> WHAT THIS TASK INVOLVES
Where does the word "listed" occur in the entries below? Copy every line that has it.
INFORMATION PROVIDED Block Start
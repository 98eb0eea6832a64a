//! Header divider handling for the print snapshot.
//!
//! HTML-to-PDF engines routinely drop sub-2px rules, so the snapshot always
//! carries exactly one divider with explicit geometry. An existing rule is
//! found by marker, then by geometry; failing both, one is synthesized after
//! the header block. Detection never fails.

use tracing::debug;

use crate::layout::tree::{Element, Node};
use crate::print::styles::{is_transparent, parse_px};

pub const DIVIDER_ATTR: &str = "data-divider";
pub const HEADER_ATTR: &str = "data-section";

pub const DEFAULT_COLOR: &str = "#000000";
pub const DEFAULT_HEIGHT: &str = "0.5px";
pub const DEFAULT_MARGIN: &str = "24px";
const MAX_RULE_HEIGHT_PX: f32 = 2.0;

#[derive(Debug, Clone, Copy, PartialEq, Eq)]
pub enum DividerSource {
    Marked,
    Geometry,
    Synthesized,
}

fn is_thin(el: &Element) -> bool {
    el.style
        .get("height")
        .and_then(parse_px)
        .is_some_and(|h| h <= MAX_RULE_HEIGHT_PX)
}

fn has_visible_background(el: &Element) -> bool {
    el.style
        .get("background-color")
        .is_some_and(|bg| !is_transparent(bg))
}

/// Finds the divider in a tree whose computed styles have been inlined.
///
/// Marker candidates are tried in order: an explicit `data-divider`
/// attribute, `h-0.5` with `my-6`, `h-0.5`, then `h-px`. Class candidates
/// must also be at most 2px tall. The geometric fallback accepts any
/// full-width element at most 2px tall with a visible background.
pub fn find_divider(tree: &Element) -> Option<(Vec<usize>, DividerSource)> {
    let marked = tree
        .find_path(|e| e.get_attr(DIVIDER_ATTR).is_some())
        .or_else(|| tree.find_path(|e| e.has_class("h-0.5") && e.has_class("my-6") && is_thin(e)))
        .or_else(|| tree.find_path(|e| e.has_class("h-0.5") && is_thin(e)))
        .or_else(|| tree.find_path(|e| e.has_class("h-px") && is_thin(e)));
    if let Some(path) = marked {
        return Some((path, DividerSource::Marked));
    }

    tree.find_path(|e| {
        is_thin(e) && e.style.get("width") == Some("100%") && has_visible_background(e)
    })
    .map(|path| (path, DividerSource::Geometry))
}

/// A divider with fully explicit geometry.
pub fn synthesized_divider() -> Element {
    Element::new("div")
        .attr(DIVIDER_ATTR, "true")
        .css("display", "block")
        .css("width", "100%")
        .css("height", DEFAULT_HEIGHT)
        .css("margin-top", DEFAULT_MARGIN)
        .css("margin-bottom", DEFAULT_MARGIN)
        .css("background-color", DEFAULT_COLOR)
        .css("opacity", "1")
        .css("box-shadow", "none")
        .css("border", "none")
        .css("padding", "0")
}

/// Inserts a synthesized divider and returns its path.
///
/// It goes directly after the first header block; without one, after the
/// root's first element child; otherwise it is appended to the root.
pub fn insert_divider(tree: &mut Element) -> Vec<usize> {
    let header = tree
        .find_path(|e| e.get_attr(HEADER_ATTR) == Some("header"))
        .filter(|p| !p.is_empty());

    let (parent_path, index) = match header {
        Some(path) => {
            let (last, parent) = path.split_last().map(|(l, p)| (*l, p.to_vec())).unwrap_or((0, Vec::new()));
            (parent, last + 1)
        }
        None => {
            let first_child = tree
                .children
                .iter()
                .position(|n| matches!(n, Node::Element(_)));
            (Vec::new(), first_child.map_or(tree.children.len(), |i| i + 1))
        }
    };

    let Some(parent) = tree.at_mut(&parent_path) else {
        tree.children.push(synthesized_divider().into());
        return vec![tree.children.len() - 1];
    };
    let index = index.min(parent.children.len());
    parent.children.insert(index, synthesized_divider().into());

    let mut path = parent_path;
    path.push(index);
    path
}

/// Locates the divider, synthesizing one when none exists.
pub fn locate_or_insert(tree: &mut Element) -> (Vec<usize>, DividerSource) {
    if let Some(found) = find_divider(tree) {
        debug!(path = ?found.0, source = ?found.1, "divider located");
        return found;
    }
    let path = insert_divider(tree);
    debug!(path = ?path, "divider synthesized");
    (path, DividerSource::Synthesized)
}

/// Pins the divider's print geometry.
///
/// Explicit colour, opacity, height and margins are kept. A divider with no
/// background becomes black at full opacity.
pub fn finalize(divider: &mut Element) {
    let style = &mut divider.style;

    let has_background = style
        .get("background-color")
        .is_some_and(|bg| !bg.trim().is_empty());
    if !has_background {
        style.set("background-color", DEFAULT_COLOR);
        style.set("opacity", "1");
    }

    style.set("display", "block");
    style.set_default("width", "100%");
    style.set_default("height", DEFAULT_HEIGHT);
    style.set_default("margin-top", DEFAULT_MARGIN);
    style.set_default("margin-bottom", DEFAULT_MARGIN);
    style.set("box-shadow", "none");
    style.set_default("border", "none");

    divider.set_attr(DIVIDER_ATTR, "true");
}

#[cfg(test)]
mod tests {
    use super::*;

    fn rule(classes: &str, height: &str) -> Element {
        Element::new("div")
            .class(classes)
            .css("height", height)
            .css("width", "100%")
            .css("background-color", "#6366f1")
    }

    #[test]
    fn test_prefers_h05_my6_over_plain_h05() {
        let tree = Element::new("div")
            .child(rule("h-0.5", "2px"))
            .child(rule("w-full h-0.5 my-6", "2px"));
        let (path, source) = find_divider(&tree).unwrap();
        assert_eq!(path, vec![1]);
        assert_eq!(source, DividerSource::Marked);
    }

    #[test]
    fn test_marker_class_must_be_thin() {
        let tree = Element::new("div").child(rule("h-0.5", "12px"));
        assert!(find_divider(&tree).is_none());
    }

    #[test]
    fn test_h_px_and_geometry_fallbacks() {
        let tree = Element::new("div").child(rule("h-px", "1px"));
        assert_eq!(find_divider(&tree).map(|f| f.1), Some(DividerSource::Marked));

        let tree = Element::new("div")
            .child(Element::new("p").text("x"))
            .child(rule("", "1px"));
        assert_eq!(
            find_divider(&tree),
            Some((vec![1], DividerSource::Geometry))
        );
    }

    #[test]
    fn test_geometry_ignores_transparent_rules() {
        let tree = Element::new("div").child(
            Element::new("div")
                .css("height", "1px")
                .css("width", "100%")
                .css("background-color", "transparent"),
        );
        assert!(find_divider(&tree).is_none());
    }

    #[test]
    fn test_inserted_after_nested_header() {
        let mut tree = Element::new("div").child(
            Element::new("div")
                .child(Element::new("aside"))
                .child(Element::new("header").attr(HEADER_ATTR, "header"))
                .child(Element::new("section")),
        );
        let path = insert_divider(&mut tree);
        assert_eq!(path, vec![0, 2]);
        assert_eq!(tree.at(&path).and_then(|e| e.get_attr(DIVIDER_ATTR)), Some("true"));
        assert_eq!(tree.at(&[0, 3]).map(|e| e.tag.as_str()), Some("section"));
    }

    #[test]
    fn test_inserted_after_first_child_without_header() {
        let mut tree = Element::new("div")
            .child(Element::new("h1"))
            .child(Element::new("p"));
        assert_eq!(insert_divider(&mut tree), vec![1]);

        let mut empty = Element::new("div");
        assert_eq!(insert_divider(&mut empty), vec![0]);
    }

    #[test]
    fn test_finalize_keeps_explicit_values() {
        let mut d = rule("h-0.5 my-6", "2px").css("opacity", "0.3");
        finalize(&mut d);
        assert_eq!(d.style.get("background-color"), Some("#6366f1"));
        assert_eq!(d.style.get("opacity"), Some("0.3"));
        assert_eq!(d.style.get("height"), Some("2px"));
        assert_eq!(d.style.get("margin-top"), Some(DEFAULT_MARGIN));
        assert_eq!(d.style.get("display"), Some("block"));
        assert_eq!(d.get_attr(DIVIDER_ATTR), Some("true"));
    }

    #[test]
    fn test_finalize_defaults_missing_background() {
        let mut d = Element::new("div").class("h-px");
        finalize(&mut d);
        assert_eq!(d.style.get("background-color"), Some(DEFAULT_COLOR));
        assert_eq!(d.style.get("opacity"), Some("1"));
        assert_eq!(d.style.get("height"), Some(DEFAULT_HEIGHT));
    }
}
//! Typography-only layout. Never renders a photo.

use crate::content::view::ResumeView;
use crate::layout::components::{el, header_section, or_empty, text};
use crate::layout::tree::Element;

pub const MAX_BULLETS: usize = 2;
pub const SKILL_SEPARATOR: &str = " \u{00b7} ";
pub const BULLET_SEPARATOR: &str = " \u{2022} ";

pub const NO_SUMMARY: &str = "Professional summary not provided.";
pub const NO_EXPERIENCE: &str = "No experience listed.";
pub const NO_SKILLS: &str = "No skills listed.";
pub const NO_EDUCATION: &str = "No education listed.";

pub fn render(view: &ResumeView) -> Element {
    el("div", "")
        .css("padding", "48px")
        .child(header(view))
        .child(
            el("div", "")
                .css("margin-bottom", "32px")
                .child(text(
                    "p",
                    "text-gray-700 leading-relaxed text-lg",
                    view.summary.as_deref().unwrap_or(NO_SUMMARY),
                )),
        )
        .child(experience(view))
        .child(
            el("div", "grid grid-cols-2 gap-12")
                .child(skills(view))
                .child(education(view)),
        )
}

fn header(view: &ResumeView) -> Element {
    let separator = || text("span", "text-gray-300", "|");
    let mut line = el("div", "flex items-center gap-3 text-gray-500")
        .css("margin-top", "12px")
        .child(text(
            "span",
            "text-lg",
            view.header.title.as_deref().unwrap_or("Professional"),
        ))
        .child(separator())
        .child(text("span", "", or_empty(&view.header.email)));
    for value in [&view.header.phone, &view.header.location].into_iter().flatten() {
        line = line.child(separator()).child(text("span", "", value.as_str()));
    }

    header_section(
        el("div", "")
            .css("margin-bottom", "40px")
            .child(text(
                "h1",
                "text-5xl font-light text-gray-900 tracking-tight",
                view.header.name.as_deref().unwrap_or("Your Name"),
            ))
            .child(line)
            // Short accent rule under the header.
            .child(
                el("div", "h-0.5 bg-gray-900")
                    .css("width", "64px")
                    .css("margin-top", "24px"),
            ),
    )
}

fn label(name: &str) -> Element {
    text("h2", "text-xs font-medium uppercase text-gray-400", name)
        .css("letter-spacing", "0.3em")
        .css("margin-bottom", "16px")
}

fn experience(view: &ResumeView) -> Element {
    let block = el("div", "").css("margin-bottom", "32px").child(label("Experience"));
    if view.experience.is_empty() {
        return block.child(text("p", "text-gray-400 text-sm", NO_EXPERIENCE));
    }

    block.children(view.experience.iter().map(|exp| {
        el("div", "")
            .css("margin-bottom", "24px")
            .child(
                el("div", "flex justify-between items-baseline")
                    .child(text("span", "font-medium text-gray-900", or_empty(&exp.title)))
                    .child(text("span", "text-sm text-gray-400", or_empty(&exp.duration))),
            )
            .child(text("p", "text-gray-600", or_empty(&exp.company)))
            .maybe_child((!exp.achievements.is_empty()).then(|| {
                let joined = exp
                    .achievements
                    .iter()
                    .take(MAX_BULLETS)
                    .map(String::as_str)
                    .collect::<Vec<_>>()
                    .join(BULLET_SEPARATOR);
                text("p", "text-gray-600 text-sm", joined).css("margin-top", "4px")
            }))
    }))
}

fn skills(view: &ResumeView) -> Element {
    let all = view
        .skills
        .as_ref()
        .map(|s| s.technical_and_soft())
        .unwrap_or_default();
    let line = if all.is_empty() {
        NO_SKILLS.to_string()
    } else {
        all.join(SKILL_SEPARATOR)
    };
    el("div", "")
        .child(label("Skills").css("margin-bottom", "12px"))
        .child(text("p", "text-gray-700", line))
}

fn education(view: &ResumeView) -> Element {
    let block = el("div", "").child(label("Education").css("margin-bottom", "12px"));
    if view.education.is_empty() {
        return block.child(text("p", "text-gray-400 text-sm", NO_EDUCATION));
    }

    block.children(view.education.iter().map(|edu| {
        let year = edu.year.as_deref().map(|y| format!(", {y}")).unwrap_or_default();
        el("div", "text-gray-700")
            .child(text("span", "font-medium", or_empty(&edu.degree)))
            .text(format!(" \u{2014} {}{}", or_empty(&edu.institution), year))
    }))
}
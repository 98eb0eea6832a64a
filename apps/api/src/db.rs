use std::time::Duration;

use anyhow::Result;
use sqlx::postgres::PgPoolOptions;
use sqlx::PgPool;
use tracing::info;

/// Creates the pool backing `PgResumeSource`.
pub async fn create_pool(database_url: &str) -> Result<PgPool> {
    info!("Connecting to PostgreSQL...");

    let pool = PgPoolOptions::new()
        .max_connections(10)
        .acquire_timeout(Duration::from_secs(5))
        .connect(database_url)
        .await?;

    info!("PostgreSQL connection pool established");
    Ok(pool)
}
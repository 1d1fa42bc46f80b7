//! cvx - image operations on host and GPU backends
//!
//! Lists backends and operations, runs one operation on a synthetic image,
//! and sweeps the parity corpus.

use anyhow::{Context, Result};
use clap::{Args, Parser, Subcommand, ValueEnum};
use tracing_subscriber::EnvFilter;

use cvx_compute::{FlipMode, Preference, ThresholdType};
use cvx_core::Pattern;

mod commands;

#[derive(Parser)]
#[command(name = "cvx")]
#[command(author, version, about = "Image operations with host and GPU backends")]
#[command(long_about = "
Runs image operations through a dispatcher that picks the GPU when a kernel
exists for the input and falls back to the host when the GPU fails.

Examples:
  cvx backends                          # Show compute backends
  cvx ops --json                        # Capability table as JSON
  cvx run rgb_to_gray --size 512 -c 4   # Gray of a 512x512 RGBA gradient
  cvx run box_blur --ksize 5 --parity   # Run both backends and compare
  cvx parity --device software          # Sweep every operation

Environment:
  CVX_BACKEND, CVX_VALIDATE_PARITY, CVX_GPU_TIMEOUT_MS, RUST_LOG
")]
struct Cli {
    #[command(subcommand)]
    command: Commands,

    /// Verbose output
    #[arg(short, long, global = true)]
    verbose: bool,

    /// Compute device (auto, software, none)
    #[arg(long, global = true, value_enum, default_value = "auto")]
    device: DeviceArg,
}

/// Compute device selection.
#[derive(Clone, Copy, Debug, PartialEq, Eq, ValueEnum)]
enum DeviceArg {
    /// wgpu when built with it and an adapter exists, otherwise none
    Auto,
    /// Kernels on the emulated grid (host threads)
    Software,
    /// Host only
    None,
}

#[derive(Subcommand)]
enum Commands {
    /// List compute backends and their availability
    #[command(visible_alias = "b")]
    Backends,

    /// Print the operation capability table
    Ops(OpsArgs),

    /// Run one operation on a synthetic image
    #[command(visible_alias = "r")]
    Run(RunArgs),

    /// Run every GPU-capable operation on both backends over the corpus
    #[command(visible_alias = "p")]
    Parity(ParityArgs),
}

#[derive(Args)]
struct OpsArgs {
    /// Output as JSON
    #[arg(long)]
    json: bool,
}

/// Synthetic input patterns.
#[derive(Clone, Copy, Debug, ValueEnum)]
enum PatternArg {
    Gradient,
    Solid,
    Checker,
    Noise,
}

impl PatternArg {
    fn pattern(self) -> Pattern {
        match self {
            Self::Gradient => Pattern::Gradient,
            Self::Solid => Pattern::Solid([200, 100, 50, 128]),
            Self::Checker => Pattern::Checkerboard { cell: 8 },
            Self::Noise => Pattern::Noise { seed: 0x5eed },
        }
    }
}

#[derive(Args)]
struct RunArgs {
    /// Operation name (see `cvx ops`)
    op: String,

    /// Input pattern
    #[arg(long, value_enum, default_value = "gradient")]
    pattern: PatternArg,

    /// Image edge in pixels
    #[arg(short, long, default_value = "512")]
    size: u32,

    /// Channels (1, 3 or 4)
    #[arg(short, long, default_value = "4")]
    channels: u8,

    /// Backend preference (auto, host, gpu)
    #[arg(short, long, default_value = "auto")]
    backend: Preference,

    /// Run both backends and report a divergence
    #[arg(long)]
    parity: bool,

    /// Threshold level
    #[arg(long, default_value = "127")]
    thresh: u8,

    /// Value written by binary thresholds
    #[arg(long, default_value = "255")]
    max_value: u8,

    /// Threshold type (binary, binary_inv, trunc, tozero, tozero_inv)
    #[arg(long = "type", default_value = "binary")]
    threshold_type: ThresholdType,

    /// Box filter size (odd)
    #[arg(short, long, default_value = "3")]
    ksize: u32,

    /// Addend for add_scalar
    #[arg(long, default_value = "0", allow_negative_numbers = true)]
    scalar: i16,

    /// Scale for convert_scale
    #[arg(long, default_value = "1.0", allow_negative_numbers = true)]
    alpha: f32,

    /// Offset for convert_scale
    #[arg(long, default_value = "0.0", allow_negative_numbers = true)]
    beta: f32,

    /// Flip axes (horizontal, vertical, both)
    #[arg(long, default_value = "horizontal")]
    flip: FlipMode,
}

#[derive(Args)]
struct ParityArgs {
    /// Image edge in pixels
    #[arg(short, long, default_value = "64")]
    size: u32,

    /// Output as JSON
    #[arg(long)]
    json: bool,
}

fn init_logging(verbose: bool) -> Result<()> {
    let filter = match EnvFilter::try_from_default_env() {
        Ok(filter) => filter,
        Err(_) => EnvFilter::new(if verbose { "debug" } else { "warn" }),
    };
    tracing_subscriber::fmt()
        .with_env_filter(filter)
        .with_writer(std::io::stderr)
        .try_init()
        .map_err(|e| anyhow::anyhow!(e))
        .context("Failed to initialize logging")
}

fn main() -> Result<()> {
    let cli = Cli::parse();
    init_logging(cli.verbose)?;

    match cli.command {
        Commands::Backends => commands::backends::run(cli.device, cli.verbose),
        Commands::Ops(args) => commands::ops::run(args, cli.verbose),
        Commands::Run(args) => commands::run::run(args, cli.device, cli.verbose),
        Commands::Parity(args) => commands::parity::run(args, cli.device, cli.verbose),
    }
}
INFORMATION PROVIDED Block End
> RESULT FOR THIS EXERCISE
pub const NO_EXPERIENCE: &str = "No experience listed.";
pub const NO_SKILLS: &str = "No skills listed.";
pub const NO_EDUCATION: &str = "No education listed.";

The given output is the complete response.